Even the commercial world has now started to turn on its own rotten apple, with an editorial in Packaging World stating, ”The tobacco industry should steer clear of complaining of being singled out, which, in large measure, stems from its products being like no other consumer packaged good.”
Just how ”like no other” is it? Globally, tobacco claims five million deaths a year. Half of long-term users die from a tobacco-caused disease, losing on average 12 years. Many smokers suffer for years from wretched diseases like emphysema, which eventually makes taking a few steps a major effort. Hundreds of previously private internal tobacco industry documents read like recipe books from crack cocaine labs, detailing how the cigarette can be better engineered as a nicotine delivery device to ”make it harder for smokers to leave the product”.

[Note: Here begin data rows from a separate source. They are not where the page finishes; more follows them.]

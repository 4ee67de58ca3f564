//! Salted password hashing.
//!
//! Hashes are Argon2 encoded strings with a random 32-byte salt. Hashing is
//! CPU-bound, so the async wrappers run it on tokio's blocking pool.

use argon2::Config;

use crate::error::AppError;

pub fn encode_password(password: &str) -> Result<String, argon2::Error> {
    let config = Config::default();
    let salt: [u8; 32] = rand::random();
    argon2::hash_encoded(password.as_bytes(), &salt, &config)
}

pub fn verify_password(password: &str, password_hash: &str) -> Result<bool, argon2::Error> {
    argon2::verify_encoded(password_hash, password.as_bytes())
}

pub async fn hash(password: String) -> Result<String, AppError> {
    let password_hash = tokio::task::spawn_blocking(move || encode_password(&password)).await??;
    Ok(password_hash)
}

/// Check `password` against a stored hash. A hash that cannot be decoded counts as a mismatch.
pub async fn matches(password: String, password_hash: String) -> Result<bool, AppError> {
    let result =
        tokio::task::spawn_blocking(move || verify_password(&password, &password_hash)).await?;

    match result {
        Ok(matched) => Ok(matched),
        Err(err) => {
            tracing::warn!(error = %err, "stored password hash could not be decoded");
            Ok(false)
        }
    }
}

Lung cancer is a disease that was rarely seen before 1930. Thanks to cheap cigarettes that flowed from mechanisation, lung cancer today is the world’s leading cause of cancer death, way ahead of breast, prostate and all other cancers which often attract massive community and political support. Male lung cancer has been falling every year in Australia since 1982, and female lung cancer rates will never reach the heights experienced by men, thanks to successive governments taking incremental action to curtail the industry since 1973, when health warnings first appeared. In 50 years from now, lung cancer may once again be history.
It is difficult to overstate the global importance of the Rudd/Roxon decision. No government anywhere requires manufacturers of any consumer product to package it completely in a prescribed way. Many products are required to have warnings and ingredient information, but the new tobacco packaging law makes an exceptional statement about tobacco, lifting it into a league above all other health risks.

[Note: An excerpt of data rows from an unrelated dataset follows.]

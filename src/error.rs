//! Error types and HTTP error response handling.
//!
//! This module defines all application errors and how they are converted
//! into HTTP responses with appropriate status codes and JSON bodies.

use axum::{
    Json,
    http::StatusCode,
    response::{IntoResponse, Response},
};
use serde_json::json;

/// Application-wide error type.
///
/// Each variant maps to a specific HTTP status code and error message.
///
/// # Error Categories
///
/// - **Client input**: missing or malformed request fields (400)
/// - **Conflict**: username already registered (409)
/// - **Authentication**: bad credentials, deliberately non-specific (401)
/// - **Server/store**: anything the client cannot fix (500)
#[derive(Debug, thiserror::Error)]
pub enum AppError {
    /// Database operation failed (e.g., connection error, query error).
    #[error("Database error: {0}")]
    Database(#[from] sqlx::Error),

    /// Request body is missing a required field or a field has the wrong shape.
    ///
    /// The String describes the offending field and is returned to the client.
    #[error("Invalid request: {0}")]
    InvalidRequest(String),

    /// Registration attempted with a username that is already stored.
    #[error("Username already exists")]
    UsernameTaken,

    /// Unknown username or wrong password. The two cases are not distinguished
    /// so the response cannot be used to enumerate usernames.
    #[error("Invalid username or password")]
    InvalidCredentials,

    /// The transaction row could not be inserted (e.g. an identifier collision).
    #[error("Failed to insert transaction: {0}")]
    InsertFailed(sqlx::Error),

    /// The last stored identifier is `WB9999999`.
    #[error("Transaction identifier space exhausted")]
    IdentifierSpaceExhausted,

    #[error("Password hashing failed: {0}")]
    PasswordHash(#[from] argon2::Error),

    /// A blocking task panicked or was cancelled.
    #[error("Background task failed: {0}")]
    Task(#[from] tokio::task::JoinError),
}

impl AppError {
    /// Whether this error is a unique/primary-key constraint violation in the store.
    pub fn is_unique_violation(&self) -> bool {
        match self {
            AppError::Database(sqlx::Error::Database(db_err))
            | AppError::InsertFailed(sqlx::Error::Database(db_err)) => db_err.is_unique_violation(),
            _ => false,
        }
    }
}

/// Convert AppError into an HTTP response.
///
/// # Response Format
///
/// ```json
/// {
///   "ok": false,
///   "message": "Human-readable error message"
/// }
/// ```
///
/// # Status Code Mapping
///
/// - `InvalidRequest` → 400 Bad Request
/// - `InvalidCredentials` → 401 Unauthorized
/// - `UsernameTaken` → 409 Conflict
/// - `InsertFailed`, `IdentifierSpaceExhausted` → 500 with a specific message
/// - `Database`, `PasswordHash`, `Task` → 500 (hides details from client)
impl IntoResponse for AppError {
    fn into_response(self) -> Response {
        let (status, message) = match self {
            AppError::InvalidRequest(ref msg) => (StatusCode::BAD_REQUEST, msg.clone()),
            AppError::InvalidCredentials => (StatusCode::UNAUTHORIZED, self.to_string()),
            AppError::UsernameTaken => (StatusCode::CONFLICT, self.to_string()),
            AppError::InsertFailed(ref err) => {
                tracing::error!(error = %err, "transaction insert failed");
                (
                    StatusCode::INTERNAL_SERVER_ERROR,
                    "Failed to insert transaction".to_string(),
                )
            }
            AppError::IdentifierSpaceExhausted => {
                tracing::error!("transaction identifier space exhausted");
                (StatusCode::INTERNAL_SERVER_ERROR, self.to_string())
            }
            AppError::Database(_) | AppError::PasswordHash(_) | AppError::Task(_) => {
                tracing::error!(error = %self, "internal error");
                (
                    StatusCode::INTERNAL_SERVER_ERROR,
                    "An internal error occurred".to_string(),
                )
            }
        };

        let body = Json(json!({
            "ok": false,
            "message": message
        }));

        (status, body).into_response()
    }
}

There is one parallel: prescribed drugs, which are designed to save lives and enhance health, but are heavily restricted because of misuse concerns. Unlike cigarettes, antibiotics, oral contraceptives and cholesterol-controlling drugs are not sold in pretty, highly market-researched boxes, but in plain packs with the name and dosage instructions.
The tobacco industry has been stripped of its ability to call its carcinogenic products ”mild” or ”light”; banished from all above-the-line advertising and all sponsorship; told by all parties except the Liberals that it can keep its political donations; uniquely excluded from giving research money to universities; ensconced in public life as the index case metaphor for corporate mendacity (try Googling ”Just like the tobacco industry”); and last week was rated lowest of all industries in a British survey of corporate reputation.

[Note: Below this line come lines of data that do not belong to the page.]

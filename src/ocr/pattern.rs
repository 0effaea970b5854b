//! Text patterns accepted by `Ocr::find` and `Ocr::expect`

use std::fmt;
use std::sync::Arc;

use regex::Regex;

use crate::error::{VisionError, VisionResult};

type Predicate = Arc<dyn Fn(&str) -> bool + Send + Sync>;

const FUZZY_SIMILARITY: f64 = 0.9;

/// How recognized text is compared against what the caller looks for
#[derive(Clone)]
pub enum TextPattern {
    /// Whole-string equality
    Exact(String),
    /// Regex that must match starting at the first character
    Regex(Regex),
    /// Named caller-supplied test
    Predicate(String, Predicate),
}

impl TextPattern {
    /// Compile `pattern` into a regex pattern
    pub fn regex(pattern: &str) -> VisionResult<Self> {
        Regex::new(pattern)
            .map(TextPattern::Regex)
            .map_err(|e| VisionError::invalid_input(format!("invalid text pattern {pattern:?}: {e}")))
    }

    /// Text containing `needle` anywhere
    pub fn contains(needle: impl Into<String>) -> Self {
        let needle = needle.into();
        let name = format!("contains({needle:?})");
        TextPattern::Predicate(name, Arc::new(move |text: &str| text.contains(needle.as_str())))
    }

    /// Text within a small edit distance of `expected`
    ///
    /// Matches when the normalized Levenshtein similarity exceeds 0.9, which
    /// tolerates one misread character in about ten.
    pub fn fuzzy(expected: impl Into<String>) -> Self {
        let expected = expected.into();
        let name = format!("fuzzy({expected:?})");
        TextPattern::Predicate(
            name,
            Arc::new(move |text: &str| strsim::normalized_levenshtein(text, &expected) > FUZZY_SIMILARITY),
        )
    }

    pub fn predicate(
        name: impl Into<String>,
        test: impl Fn(&str) -> bool + Send + Sync + 'static,
    ) -> Self {
        TextPattern::Predicate(name.into(), Arc::new(test))
    }

    pub fn is_match(&self, text: &str) -> bool {
        match self {
            TextPattern::Exact(expected) => text == expected,
            // Only the leftmost match can start at 0
            TextPattern::Regex(re) => re.find(text).is_some_and(|m| m.start() == 0),
            TextPattern::Predicate(_, test) => test(text),
        }
    }
}

impl fmt::Display for TextPattern {
    fn fmt(&self, f: &mut fmt::Formatter<'_>) -> fmt::Result {
        match self {
            TextPattern::Exact(text) => f.write_str(text),
            TextPattern::Regex(re) => write!(f, "/{}/", re.as_str()),
            TextPattern::Predicate(name, _) => f.write_str(name),
        }
    }
}

impl fmt::Debug for TextPattern {
    fn fmt(&self, f: &mut fmt::Formatter<'_>) -> fmt::Result {
        match self {
            TextPattern::Exact(text) => f.debug_tuple("Exact").field(text).finish(),
            TextPattern::Regex(re) => f.debug_tuple("Regex").field(&re.as_str()).finish(),
            TextPattern::Predicate(name, _) => f.debug_tuple("Predicate").field(name).finish(),
        }
    }
}

impl From<&str> for TextPattern {
    fn from(text: &str) -> Self {
        TextPattern::Exact(text.to_string())
    }
}

impl From<String> for TextPattern {
    fn from(text: String) -> Self {
        TextPattern::Exact(text)
    }
}

impl From<Regex> for TextPattern {
    fn from(re: Regex) -> Self {
        TextPattern::Regex(re)
    }
}

impl From<&TextPattern> for TextPattern {
    fn from(pattern: &TextPattern) -> Self {
        pattern.clone()
    }
}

The new Australian packaging law will set a catastrophic precedent for the global tobacco industry because it rips the very heart out of its ability to dress the pack to make a killing. Henceforth, a pack of cigarettes will be devoid of any feature including on the cigarette itself such as colours and perfumes that will convey any associations other than harm. Just as no Australian aged 16 or under has ever seen a football match sponsored by tobacco, or a cigarette advertisement in any Australian publication, the next generation of children will grow up having no sense of what the difference is between Marlboro and Benson & Hedges. The new law will effectively put an end to this lethal corporate Pied Piper’s promotional tune that has led millions to early deaths.
Australia has always led global tobacco control, and its initiatives have rapidly dominoed around the world. The World Health Organisation’s Framework Convention on Tobacco Control, now ratified by 168 nations, provides unprecedented momentum for this new development. In public health, we venerate milestones like public sanitation, the discovery of anaesthesia, the introduction of vaccinations, and the development of antibiotics and contraception.
With chronic diseases like cancer, heart and respiratory disease dominating global disease profiles, governments with the courage to tackle corporations whose goals are antithetical to public health deserve a similar place in history. This law, combined with the significant tax rises, is as big as it gets.